In the aftermath of the first World War, one of the most pressing questions was how to prevent another such conflagration from ever happening again. At the 1919 Paris Peace Conference, talk of extracting reparations from Germany stood in contrast to equally earnest negotiations regarding an international organization that would, in some way or another, keep the peace. Woodrow Wilson often receives the credit for the founding of the League of Nations, and no doubt it was through his advocacy that the Conference linked the question of the immediate post-war settlement to the larger, if more nebulous, question of international law. But the idea for an organization that would collectively ensure peace and facilitate political and economic relations did not originate with Wilson or any other single person. Immediately after the outbreak of war in 1914, the League of Nations Society had been founded in Britain, and, along with its American counterpart, the League to Enforce Peace, it began to argue for a more permanent form of relations between states. (4) After the war, such arguments were taken up with renewed force, but there was considerable confusion and hesitation among even the victorious powers; questions arose without definitive answers. How should the decisions of the League be enforced? Should there be an international court with binding power? When would economic sanctions be used, and when would military force be applied? Would the defeated states be allowed into the League? Would the colonies of imperial powers be given representation? Although the desire for a League was strong enough to make it a top priority at the Conference, and strong enough, indeed, to bring it into being, there were doubts at its inception as to its precise nature, and those doubts, in the nearly two-decade history of the League, were never entirely put to rest.

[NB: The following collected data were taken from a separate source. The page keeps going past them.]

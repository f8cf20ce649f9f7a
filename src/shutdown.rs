use anyhow::Result;
use std::sync::Arc;
use tokio::sync::watch;
use tracing::{info, warn};

/// Broadcasts a single shutdown request to every waiting task
#[derive(Debug, Clone)]
pub struct ShutdownCoordinator {
    sender: Arc<watch::Sender<bool>>,
}

impl Default for ShutdownCoordinator {
    fn default() -> Self {
        Self::new()
    }
}

impl ShutdownCoordinator {
    pub fn new() -> Self {
        let (sender, _) = watch::channel(false);
        Self {
            sender: Arc::new(sender),
        }
    }

    pub fn signal(&self) -> ShutdownSignal {
        ShutdownSignal {
            receiver: self.sender.subscribe(),
        }
    }

    pub fn trigger(&self) {
        info!("Shutdown requested");
        self.sender.send_replace(true);
    }

    /// Trigger shutdown on Ctrl-C
    pub fn install_signal_handlers(&self) -> Result<()> {
        info!("Installing signal handlers for graceful shutdown");
        let coordinator = self.clone();
        tokio::spawn(async move {
            match tokio::signal::ctrl_c().await {
                Ok(()) => coordinator.trigger(),
                Err(e) => warn!(error = %e, "Failed to listen for Ctrl-C"),
            }
        });
        Ok(())
    }
}

/// Receiving end handed to long-running loops
#[derive(Debug, Clone)]
pub struct ShutdownSignal {
    receiver: watch::Receiver<bool>,
}

impl ShutdownSignal {
    pub fn is_triggered(&self) -> bool {
        *self.receiver.borrow()
    }

    /// Resolves once shutdown has been requested
    pub async fn wait(&mut self) {
        // A dropped coordinator can never trigger, so park forever
        let closed = self.receiver.wait_for(|triggered| *triggered).await.is_err();
        if closed {
            std::future::pending::<()>().await;
        }
    }
}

The picture of the Woolf household as one in which a strict division of intellectual labor held sway, with art on one side (Virginia) and politics on the other (Leonard), has not survived critical scrutiny. The collection of essays Virginia Woolf and War, for example, offers a sustained portrait of an intellectual exchange between Leonard and Virginia that makes any kind of neat partition between the two impossible. (5) Perhaps one of the more emblematic records of Virginia's involvement with Leonard's political writing is the manuscript of an article entitled "In'l Re'ns" ("International Relations") that Leonard dictated to Virginia in 1916. (6) The manuscript became the basis for a paper delivered at an October 1916 conference; in the paper, entitled "The Enforcement of International Law," Leonard--three years before the founding of the League of Nations--took up the vexed question of enforcement at the international level, the very question that would plague the League during its entire existence. During the first World War, Leonard never completely threw in his lot with the strict pacifists, such as Bertrand Russell; rather, he maintained that he was a pacifist "with a difference." (7) Only a fragment of "The Enforcement of International Law" ever made it into print. The excerpt from Leonard's paper became, in a 1917 edition of the periodical War and Peace, a short introduction to the publication of the papers from the October 1916 conference. But even the fragment that remains is clear in arguing that an international organization designed to keep the peace should have the right to use force--as a last resort. Leonard wrote, "it would be absurd for us to allow it [a league] to be swamped or overshadowed by this riddle of force." (8)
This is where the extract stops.